Parallel and resilient TCP data transport for pipes and sockets

License

Notifications You must be signed in to change notification settings

agokhale/viamillipede

Repository files navigation

viamillipede:

Fast, resiliant, network transparent pipe tranport. alt text

Viamillipede is client/server program built to improve pipe transport across networks by using multiple TCP sessions. It demultiplexes stdin into multiple buffered TCP connectons and then terminates the connections into stdout on another host. Order is guaranteed and the pipe is transparent to the source/sink programs. It is as simple to use as Netcat and can generate large throughputs.

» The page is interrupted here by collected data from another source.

use std::net::SocketAddr;
use std::sync::Arc;

use anyhow::Result;
use askama::Template;
use axum::extract::rejection::JsonRejection;
use axum::extract::State;
use axum::http::StatusCode;
use axum::response::{Html, IntoResponse, Json, Response};
use axum::routing::{get, post};
use axum::Router;
use tower_http::services::ServeDir;
use tower_http::trace::TraceLayer;

use crate::chat::ChatService;
use crate::classifier::Classifier;
use crate::config::AppConfig;
use crate::credibility::CredibilityService;
use crate::models::{
    AnalyzeRequest, ChatRequest, ChatResponse, ClassifyResponse, CredibilityResponse,
    LegacyCredibilityResponse, LegacyDetectionResponse, TextRequest,
};

const NO_TEXT_MESSAGE: &str = "No text provided";
const NO_MESSAGE_MESSAGE: &str = "No message provided";

/// Long-lived services shared by every request. Built once at startup.
#[derive(Clone)]
pub struct AppState {
    pub classifier: Arc<dyn Classifier>,
    pub credibility: CredibilityService,
    pub chat: ChatService,
    pub page: PageInfo,
}

#[derive(Clone, Debug)]
pub struct PageInfo {
    pub classifier_model: String,
    pub generator_model: String,
}

pub fn build_router(state: AppState, static_dir: &std::path::Path) -> Router {
    Router::new()
        .route("/", get(index_page))
        .route("/healthz", get(health))
        .route("/api/classify", post(classify_handler))
        .route("/api/credibility", post(credibility_handler))
        .route("/api/chat", post(chat_handler))
        .route("/analyze", post(analyze_handler))
        .route("/chat", post(chat_handler))
        .nest_service("/static", ServeDir::new(static_dir))
        .layer(TraceLayer::new_for_http())
        .with_state(state)
}

pub async fn run_server(config: AppConfig, state: AppState) -> Result<()> {
    let app = build_router(state, &config.static_dir);

    let addr: SocketAddr = config.bind_addr.parse()?;
    tracing::info!("listening on http://{}", addr);

    let listener = tokio::net::TcpListener::bind(addr).await?;
    axum::serve(listener, app).await?;
    Ok(())
}

async fn index_page(State(state): State<AppState>) -> Result<Html<String>, ApiError> {
    let template = IndexTemplate {
        classifier_model: state.page.classifier_model,
        generator_model: state.page.generator_model,
    };
    let body = template.render()?;

    Ok(Html(body))
}

async fn health() -> Json<serde_json::Value> {
    Json(serde_json::json!({ "status": "ok" }))
}

async fn classify_handler(
    State(state): State<AppState>,
    payload: Result<Json<TextRequest>, JsonRejection>,
) -> Result<Json<ClassifyResponse>, ApiError> {
    let Json(request) = payload?;
    let text = required(&request.text, NO_TEXT_MESSAGE)?;
    let classification = state.classifier.classify(text).await?;
    Ok(Json(classification.into()))
}

async fn credibility_handler(
    State(state): State<AppState>,
    payload: Result<Json<TextRequest>, JsonRejection>,
) -> Result<Json<CredibilityResponse>, ApiError> {
    let Json(request) = payload?;
    let text = required(&request.text, NO_TEXT_MESSAGE)?;
    let result = state.credibility.analyze(text).await;
    Ok(Json(CredibilityResponse {
        markup: result.markup,
        score: result.score,
    }))
}

async fn chat_handler(
    State(state): State<AppState>,
    payload: Result<Json<ChatRequest>, JsonRejection>,
) -> Result<Json<ChatResponse>, ApiError> {
    let Json(request) = payload?;
    let message = required(&request.message, NO_MESSAGE_MESSAGE)?;
    let response = state.chat.answer(message).await;
    Ok(Json(ChatResponse { response }))
}

/// Single entry point used by older clients: `type` picks detection or
/// credibility analysis, and the bodies keep the old field names.
async fn analyze_handler(
    State(state): State<AppState>,
    payload: Result<Json<AnalyzeRequest>, JsonRejection>,
) -> Result<Response, ApiError> {
    let Json(request) = payload?;
    let text = required(&request.text, NO_TEXT_MESSAGE)?;

    match request.kind.as_deref().unwrap_or("detection") {
        "detection" => {
            let classification = state.classifier.classify(text).await?;
            Ok(Json(LegacyDetectionResponse::from(classification)).into_response())
        }
        "credibility" => {
            let result = state.credibility.analyze(text).await;
            Ok(Json(LegacyCredibilityResponse {
                credibility_analysis: result.markup,
                credibility_score: result.score,
            })
            .into_response())
        }
        other => Err(ApiError::bad_request(format!(
            "unknown analysis type: {other}"
        ))),
    }
}

fn required<'a>(value: &'a str, message: &str) -> Result<&'a str, ApiError> {
    if value.trim().is_empty() {
        return Err(ApiError::bad_request(message.to_string()));
    }
    Ok(value)
}

#[derive(Template)]
#[template(path = "index.html")]
struct IndexTemplate {
    classifier_model: String,
    generator_model: String,
}

#[derive(Debug)]
struct ApiError {
    status: StatusCode,
    message: String,
}

impl ApiError {
    fn bad_request(message: String) -> Self {
        Self {
            status: StatusCode::BAD_REQUEST,
            message,
        }
    }
}

impl From<anyhow::Error> for ApiError {
    fn from(value: anyhow::Error) -> Self {
        Self {
            status: StatusCode::INTERNAL_SERVER_ERROR,
            message: format!("{value:#}"),
        }
    }
}

impl From<askama::Error> for ApiError {
    fn from(value: askama::Error) -> Self {
        Self {
            status: StatusCode::INTERNAL_SERVER_ERROR,
            message: value.to_string(),
        }
    }
}

impl From<JsonRejection> for ApiError {
    fn from(value: JsonRejection) -> Self {
        Self {
            status: value.status(),
            message: value.body_text(),
        }
    }
}

impl IntoResponse for ApiError {
    fn into_response(self) -> Response {
        if self.status.is_server_error() {
            tracing::error!(status = self.status.as_u16(), "request failed: {}", self.message);
        }
        let body = serde_json::json!({ "error": self.message });
        (self.status, Json(body)).into_response()
    }
}

#[cfg(test)]
mod tests {
    use anyhow::Result;
    use async_trait::async_trait;
    use axum::body::Body;
    use axum::http::Request;
    use http_body_util::BodyExt;
    use tower::ServiceExt;

    use super::*;
    use crate::classifier::decide;
    use crate::gemini::TextGenerator;
    use crate::models::Classification;

    struct FixedClassifier;

    #[async_trait]
    impl Classifier for FixedClassifier {
        async fn classify(&self, text: &str) -> Result<Classification> {
            if text.contains("explode") {
                anyhow::bail!("inference server unavailable");
            }
            Ok(decide(0.1, 2.0))
        }
    }

    struct Canned(&'static str);

    #[async_trait]
    impl TextGenerator for Canned {
        async fn generate(&self, _prompt: &str) -> Result<String> {
            Ok(self.0.to_string())
        }
    }

    fn app() -> Router {
        let generator: Arc<dyn TextGenerator> = Arc::new(Canned(
            "1. **Source Reliability**: Solid.\n6. **Overall Credibility Score**: 8/10",
        ));
        let state = AppState {
            classifier: Arc::new(FixedClassifier),
            credibility: CredibilityService::new(generator.clone()),
            chat: ChatService::new(generator),
            page: PageInfo {
                classifier_model: "test-discriminator".to_string(),
                generator_model: "test-generator".to_string(),
            },
        };
        build_router(state, std::path::Path::new("static"))
    }

    async fn post_json(uri: &str, body: serde_json::Value) -> (StatusCode, serde_json::Value) {
        let request = Request::builder()
            .method("POST")
            .uri(uri)
            .header("content-type", "application/json")
            .body(Body::from(body.to_string()))
            .expect("request");
        let response = app().oneshot(request).await.expect("response");
        let status = response.status();
        let bytes = response
            .into_body()
            .collect()
            .await
            .expect("body")
            .to_bytes();
        let json = serde_json::from_slice(&bytes).unwrap_or(serde_json::Value::Null);
        (status, json)
    }

    #[tokio::test]
    async fn classify_returns_label_and_confidence() {
        let (status, body) =
            post_json("/api/classify", serde_json::json!({ "text": "Rates rose." })).await;
        assert_eq!(status, StatusCode::OK);
        assert_eq!(body["label"], "REAL");
        assert_eq!(body["display_label"], "REAL NEWS");
        let confidence = body["confidence"].as_f64().expect("confidence");
        assert!(confidence > 0.5 && confidence <= 1.0);
    }

    #[tokio::test]
    async fn blank_text_is_rejected() {
        let (status, body) = post_json("/api/classify", serde_json::json!({ "text": "  " })).await;
        assert_eq!(status, StatusCode::BAD_REQUEST);
        assert_eq!(body["error"], NO_TEXT_MESSAGE);

        let (status, body) = post_json("/api/credibility", serde_json::json!({})).await;
        assert_eq!(status, StatusCode::BAD_REQUEST);
        assert_eq!(body["error"], NO_TEXT_MESSAGE);
    }

    #[tokio::test]
    async fn classifier_failure_is_server_error() {
        let (status, body) =
            post_json("/api/classify", serde_json::json!({ "text": "explode" })).await;
        assert_eq!(status, StatusCode::INTERNAL_SERVER_ERROR);
        assert!(body["error"]
            .as_str()
            .unwrap_or_default()
            .contains("inference server unavailable"));
    }

    #[tokio::test]
    async fn credibility_returns_markup_and_score() {
        let (status, body) =
            post_json("/api/credibility", serde_json::json!({ "text": "A story." })).await;
        assert_eq!(status, StatusCode::OK);
        assert_eq!(body["score"], 8);
        assert!(body["markup"]
            .as_str()
            .unwrap_or_default()
            .contains(r#"<span class="section-number">1</span>Source Reliability"#));
    }

    #[tokio::test]
    async fn chat_requires_message() {
        let (status, body) = post_json("/api/chat", serde_json::json!({ "message": "" })).await;
        assert_eq!(status, StatusCode::BAD_REQUEST);
        assert_eq!(body["error"], NO_MESSAGE_MESSAGE);

        let (status, body) = post_json("/chat", serde_json::json!({ "message": "hi" })).await;
        assert_eq!(status, StatusCode::OK);
        assert!(body["response"].as_str().unwrap_or_default().contains("8/10"));
    }

    #[tokio::test]
    async fn analyze_keeps_legacy_field_names() {
        let (status, body) = post_json("/analyze", serde_json::json!({ "text": "x" })).await;
        assert_eq!(status, StatusCode::OK);
        assert_eq!(body["label"], "REAL NEWS");
        assert!(body.get("display_label").is_none());
        assert!(body["confidence"].as_f64().unwrap_or_default() > 0.5);

        let (status, body) = post_json(
            "/analyze",
            serde_json::json!({ "text": "x", "type": "credibility" }),
        )
        .await;
        assert_eq!(status, StatusCode::OK);
        assert_eq!(body["credibility_score"], 8);
        assert!(body["credibility_analysis"]
            .as_str()
            .unwrap_or_default()
            .contains(r#"<div class="analysis-section">"#));
        assert!(body.get("markup").is_none());

        let (status, body) =
            post_json("/analyze", serde_json::json!({ "text": "x", "type": "vibes" })).await;
        assert_eq!(status, StatusCode::BAD_REQUEST);
        assert_eq!(body["error"], "unknown analysis type: vibes");
    }

    #[tokio::test]
    async fn malformed_json_gets_error_body() {
        let request = Request::builder()
            .method("POST")
            .uri("/api/classify")
            .header("content-type", "application/json")
            .body(Body::from("{not json"))
            .expect("request");
        let response = app().oneshot(request).await.expect("response");
        assert!(response.status().is_client_error());
    }

    #[tokio::test]
    async fn index_page_renders() {
        let request = Request::builder().uri("/").body(Body::empty()).expect("request");
        let response = app().oneshot(request).await.expect("response");
        assert_eq!(response.status(), StatusCode::OK);
        let bytes = response
            .into_body()
            .collect()
            .await
            .expect("body")
            .to_bytes();
        let html = String::from_utf8_lossy(&bytes);
        assert!(html.contains("test-discriminator"));
        assert!(html.contains("/static/app.js"));
    }
}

Problems With existing approaches:

TCP connections are fragile and IP employs best effort delivery to preserve its economy. TCP was not engineered for performance, resiliance or longevity for a single flow. Relying on a single TCP connection to succeed or perform is not defendable in software however there are many applications where losing a TCP session is expensive.

typical pathology:

alt text

  • tar cf - / | /bin/dd obs=1m 2> /dev/null | /bin/dd obs=1m 2> /dev/null | /usr/local/bin/pipewatcher | ssh dest.yoyo.com "tar xf- "
  • double serial penalty slow throughput, note latent mistake causing 1B reads
  • Extra pipe steps impose 'serial resistance' to throughput.
  • desperately superstitious optimizations are premature and not generally applicable
  • ssh is not the tool for every situation
  • a fixed pipeline is not tuned for any system
  • SMP ignorance, Cpu's either lonely forever or hotspotted.
  • underused tx/rx interrupt endpoints, pcie lanes, NIC channel workers, memory lanes and flow control.
  • networks are tuned against hot single tcp connections; that is hard to fix
  • poor mss window scaling. Congestion controls aggressively collapse when network conditions are not pristine.
  • large bandwidth latency product vs. contended lans; both penalized due to 'impedence mismatches')
  • Poor buffer interactions eg: "Shoe shining" delays.
  • NewReno congestion control alternatives are not always practical.
  • Flows are stuck on one L1/L2/L3 path. This defeats the benefits of aggregation and multi-homed connections.
  • Alternate parallel transports are not pipe transparent and require significant configuration; eg: pftp, bittorrent, pNFS, ppcp
  • Your NOC will do maintenance in intervals shorter than your data migration windows. eg: I need to move a petabyte over the wan, but the router is booted every week.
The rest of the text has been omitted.